Dataset excerpts ->
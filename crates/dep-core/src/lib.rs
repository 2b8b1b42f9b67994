//! Update orchestration for dep-manager
//!
//! This crate coordinates the two library layers below it and owns the
//! external worker boundary:
//!
//! ```text
//!          UpdateEngine (per manifest scope)
//!               |                     \
//!          dep-extract            dep-config
//!        (manifest -> deps)   (rules -> resolved config)
//!               |
//!        UpgradeWorker (external, async, one call per dependency)
//! ```
//!
//! The engine itself performs no I/O; registry access belongs to the
//! [`UpgradeWorker`] implementation.

pub mod context;
pub mod engine;
pub mod error;
pub mod worker;

pub use context::RunContext;
pub use engine::UpdateEngine;
pub use error::{Error, Result};
pub use worker::{UpdateType, Upgrade, UpgradeWorker, WorkerError};
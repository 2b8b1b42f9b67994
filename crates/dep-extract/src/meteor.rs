//! Meteor package.js dependency extraction

use std::sync::LazyLock;

use regex::Regex;

use crate::types::Dependency;

static NPM_ENTRY: LazyLock<Regex> =
    LazyLock::new(|| Regex::new(r#"['"]([^'"]+)['"]\s*:\s*['"]([^'"]+)['"]"#).unwrap());

/// Extract npm dependencies declared via `Npm.depends({...})`
///
/// A package.js without an `Npm.depends` call has no npm dependencies.
pub fn extract_dependencies(content: &str) -> Vec<Dependency> {
    let Some(start) = content.find("Npm.depends(") else {
        return Vec::new();
    };
    let block = &content[start..];
    let (Some(open), Some(close)) = (block.find('{'), block.find('}')) else {
        return Vec::new();
    };
    if close < open {
        return Vec::new();
    }
    NPM_ENTRY
        .captures_iter(&block[open..=close])
        .map(|captures| {
            Dependency::new(&captures[1], &captures[2]).with_dep_type("npmDepends")
        })
        .collect()
}
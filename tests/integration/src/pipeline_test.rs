//! End-to-end pipeline test over the package.json fixture
//!
//! Exercises the complete flow: extraction -> monorepo/ignore filtering ->
//! per-dependency resolution -> concurrent worker fan-out -> flattening.

use std::collections::HashMap;
use std::sync::{Arc, Mutex};

use async_trait::async_trait;
use dep_config::ScopeConfig;
use dep_core::{UpdateEngine, UpdateType, Upgrade, UpgradeWorker, WorkerError};
use semver::Version;

const PACKAGE_JSON: &str = include_str!("../../../test-fixtures/manifests/package.json");
const SCOPE_CONFIG: &str = include_str!("../../../test-fixtures/configs/scope-config.json");

fn init_logging() {
    let _ = tracing_subscriber::fmt()
        .with_env_filter(tracing_subscriber::EnvFilter::from_default_env())
        .with_test_writer()
        .try_init();
}

/// Worker backed by a fixed in-memory "registry" of released versions
///
/// Proposes one upgrade to the newest known version when it is ahead of the
/// current value; records every config it is handed so tests can assert on
/// what resolution produced.
struct RegistryWorker {
    releases: HashMap<&'static str, &'static str>,
    seen: Mutex<Vec<ScopeConfig>>,
}

impl RegistryWorker {
    fn new() -> Self {
        let mut releases = HashMap::new();
        releases.insert("express", "4.16.2");
        releases.insert("lodash", "5.0.0");
        releases.insert("lodash.merge", "4.6.1");
        Self {
            releases,
            seen: Mutex::new(Vec::new()),
        }
    }
}

#[async_trait]
impl UpgradeWorker for RegistryWorker {
    async fn find_upgrades(&self, config: &ScopeConfig) -> Result<Vec<Upgrade>, WorkerError> {
        self.seen.lock().unwrap().push(config.clone());
        let dep_name = config.dep_name().unwrap_or_default().to_string();
        let current_value = config.current_value().unwrap_or_default().to_string();
        let Some(newest) = self.releases.get(dep_name.as_str()) else {
            return Ok(Vec::new());
        };
        let current = Version::parse(&current_value)
            .map_err(|err| WorkerError::new(&dep_name, err.to_string()))?;
        let newest = Version::parse(newest)
            .map_err(|err| WorkerError::new(&dep_name, err.to_string()))?;
        if newest <= current {
            return Ok(Vec::new());
        }
        Ok(vec![Upgrade {
            dep_name,
            dep_type: config.dep_type().map(str::to_string),
            current_value,
            new_value: newest.to_string(),
            update_type: UpdateType::between(&current, &newest),
        }])
    }
}

#[tokio::test]
async fn full_pipeline_over_the_fixture_manifest() {
    init_logging();
    let worker = Arc::new(RegistryWorker::new());
    let engine = UpdateEngine::new(Arc::clone(&worker) as Arc<dyn UpgradeWorker>);
    let config = ScopeConfig::from_json_str(SCOPE_CONFIG).unwrap();

    let upgrades = engine.run_scope(PACKAGE_JSON, &config).await.unwrap();

    // left-pad is ignored, internal-ui is monorepo-internal, and the
    // registry has nothing newer for the rest except these two.
    let names: Vec<_> = upgrades.iter().map(|u| u.dep_name.as_str()).collect();
    assert_eq!(names, ["express", "lodash", "lodash.merge"]);

    let lodash = &upgrades[1];
    assert_eq!(lodash.current_value, "4.17.0");
    assert_eq!(lodash.new_value, "5.0.0");
    assert_eq!(lodash.update_type, UpdateType::Major);

    let merge = &upgrades[2];
    assert_eq!(merge.update_type, UpdateType::Patch);

    // The workers saw exactly the filtered dependency set, in input order
    let seen = worker.seen.lock().unwrap();
    let seen_names: Vec<_> = seen
        .iter()
        .map(|cfg| cfg.dep_name().unwrap().to_string())
        .collect();
    assert_eq!(seen_names, ["express", "lodash", "lodash.merge"]);

    // Rule 1 matched lodash but not lodash.merge (exclusion wins)
    let by_name: HashMap<_, _> = seen
        .iter()
        .map(|cfg| (cfg.dep_name().unwrap().to_string(), cfg))
        .collect();
    assert_eq!(
        by_name["lodash"].get("groupName"),
        Some(&serde_json::json!("lodash packages"))
    );
    assert!(by_name["lodash.merge"].get("groupName").is_none());

    // Rule 2 matched express only
    assert_eq!(
        by_name["express"].get("schedule"),
        Some(&serde_json::json!("before 5am on monday"))
    );
    assert!(by_name["lodash"].get("schedule").is_none());

    // Rule predicates and scope bookkeeping never reach a worker
    for cfg in seen.iter() {
        for field in [
            "packageNames",
            "packagePatterns",
            "excludePackageNames",
            "excludePackagePatterns",
            "packageRules",
            "ignoreDeps",
            "monorepoPackages",
            "packageFile",
        ] {
            assert!(cfg.get(field).is_none(), "{field} leaked to a worker");
        }
    }
}

#[tokio::test]
async fn disabled_scope_short_circuits_the_pipeline() {
    init_logging();
    let worker = Arc::new(RegistryWorker::new());
    let engine = UpdateEngine::new(Arc::clone(&worker) as Arc<dyn UpgradeWorker>);
    let mut config = ScopeConfig::from_json_str(SCOPE_CONFIG).unwrap();
    config.insert("enabled", serde_json::json!(false));

    let upgrades = engine.run_scope(PACKAGE_JSON, &config).await.unwrap();

    assert!(upgrades.is_empty());
    assert!(worker.seen.lock().unwrap().is_empty());
}

#[tokio::test]
async fn dev_dependencies_scope_reads_its_own_section() {
    init_logging();
    let worker = Arc::new(RegistryWorker::new());
    let engine = UpdateEngine::new(Arc::clone(&worker) as Arc<dyn UpgradeWorker>);
    let mut config = ScopeConfig::from_json_str(SCOPE_CONFIG).unwrap();
    config.insert("depType", serde_json::json!("devDependencies"));

    engine.run_scope(PACKAGE_JSON, &config).await.unwrap();

    let seen = worker.seen.lock().unwrap();
    let seen_names: Vec<_> = seen
        .iter()
        .map(|cfg| cfg.dep_name().unwrap().to_string())
        .collect();
    assert_eq!(seen_names, ["eslint", "webpack"]);
    assert!(
        seen.iter()
            .all(|cfg| cfg.dep_type() == Some("devDependencies"))
    );
}
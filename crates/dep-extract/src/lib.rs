//! Manifest dependency extraction for dep-manager
//!
//! Each extractor is a pure function from manifest content to a list of
//! [`Dependency`] references, in manifest declaration order. Dispatch is by
//! [`ManifestKind`], detected from the manifest file-name suffix:
//!
//! | Suffix | Kind |
//! |---|---|
//! | `package.json` | npm dependency sections |
//! | `package.js` | Meteor `Npm.depends` |
//! | `Dockerfile` | base images |
//! | `.travis.yml` | node runtime versions |
//! | `WORKSPACE` | Bazel `git_repository` stanzas |

pub mod bazel;
pub mod docker;
pub mod error;
pub mod kind;
pub mod meteor;
pub mod npm;
pub mod travis;
pub mod types;

pub use error::{Error, Result};
pub use kind::ManifestKind;
pub use types::Dependency;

What to produce -> The answer must be a single number: how many lines of the entries contain "fixtures".

Solution for this problem -> 2